Aterrizar en la Base Militar Montplasant, donde por ser argentino te explican cómo tenés que moverte; es por seguridad, y nos advierten que están prohibidos los colores celeste y blanco.
Caminar por los que fueron campos de batalla, 30 años después, donde aún siguen desparramados las cosas de los soldados argentinos: descubro borcegos, pilas, camperas, balas, etc. Adentrarse en las trincheras, como quedándome inmóvil esperando que explote algo o el ataque del enemigo. En este lugar, aunque vacío ahora, se pueden sentir los gritos que quedaron por siempre. Darwin, la parte más argentina de las Islas, bien lejos del contacto isleño, donde solamente se escucha el repiqueteo de los rosarios plásticos en las cruces blancas de las sepulturas. También veo la lápida con una inscripción que me golpea y se clava para siempre en el alma: “Soldado argentino, sólo conocido por Dios.”
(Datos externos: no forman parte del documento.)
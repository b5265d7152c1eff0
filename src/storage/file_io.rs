//! File I/O utilities with atomic writes
//!
//! Provides safe file operations that won't corrupt data on failure.

use std::fs::{self, File};
use std::io::{BufReader, BufWriter, Write};
use std::path::Path;

use serde::{de::DeserializeOwned, Serialize};

use crate::error::VaultError;

/// Read JSON from a file, returning a default value if file doesn't exist
pub fn read_json<T, P>(path: P) -> Result<T, VaultError>
where
    T: DeserializeOwned + Default,
    P: AsRef<Path>,
{
    let path = path.as_ref();

    if !path.exists() {
        return Ok(T::default());
    }

    let file = File::open(path)
        .map_err(|e| VaultError::Storage(format!("Failed to open {}: {}", path.display(), e)))?;

    let reader = BufReader::new(file);
    serde_json::from_reader(reader)
        .map_err(|e| VaultError::Storage(format!("Failed to parse {}: {}", path.display(), e)))
}

/// Write JSON to a file atomically (write to temp, then rename)
///
/// This ensures that the file is either completely written or not modified
/// at all, preventing corruption on crashes or power failures.
pub fn write_json_atomic<T, P>(path: P, data: &T) -> Result<(), VaultError>
where
    T: Serialize,
    P: AsRef<Path>,
{
    let path = path.as_ref();

    // Ensure parent directory exists
    if let Some(parent) = path.parent() {
        fs::create_dir_all(parent).map_err(|e| {
            VaultError::Storage(format!(
                "Failed to create directory {}: {}",
                parent.display(),
                e
            ))
        })?;
    }

    // Create temp file in same directory (important for atomic rename)
    let temp_path = path.with_extension("json.tmp");

    let file = File::create(&temp_path)
        .map_err(|e| VaultError::Storage(format!("Failed to create temp file: {}", e)))?;

    let mut writer = BufWriter::new(file);
    serde_json::to_writer_pretty(&mut writer, data)
        .map_err(|e| VaultError::Storage(format!("Failed to serialize data: {}", e)))?;

    writer
        .flush()
        .map_err(|e| VaultError::Storage(format!("Failed to flush data: {}", e)))?;

    // Sync to disk before rename
    writer
        .get_ref()
        .sync_all()
        .map_err(|e| VaultError::Storage(format!("Failed to sync data: {}", e)))?;

    // Atomic rename
    fs::rename(&temp_path, path).map_err(|e| {
        // Try to clean up temp file if rename fails
        let _ = fs::remove_file(&temp_path);
        VaultError::Storage(format!("Failed to rename temp file: {}", e))
    })?;

    Ok(())
}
Camino… pero me recorre una extraña sensación, porque no sabés si estás en un campo minado, y porque hiere la exagerada indiferencia de los isleños para los que somos argentinos.
El mate amargo no sólo calienta mis manos, también calienta mi sangre. Lloro como un niño, como un argentino que no sabe perder. Pienso para qué sirven las guerras, las muertes absurdas, en los chicos, en los suicidios por el olvido del pueblo y el Estado. Pienso en los sobrevivientes, en los que siguen combatiendo hoy. Ellos, los caídos, los que se suicidaron y los que volvieron, son héroes de la patria.
Mis lágrimas las seca el viento. En este rincón olvidado y oscuro nació el grito sagrado. Espero que sientan las Islas de la misma manera que las sentí yo.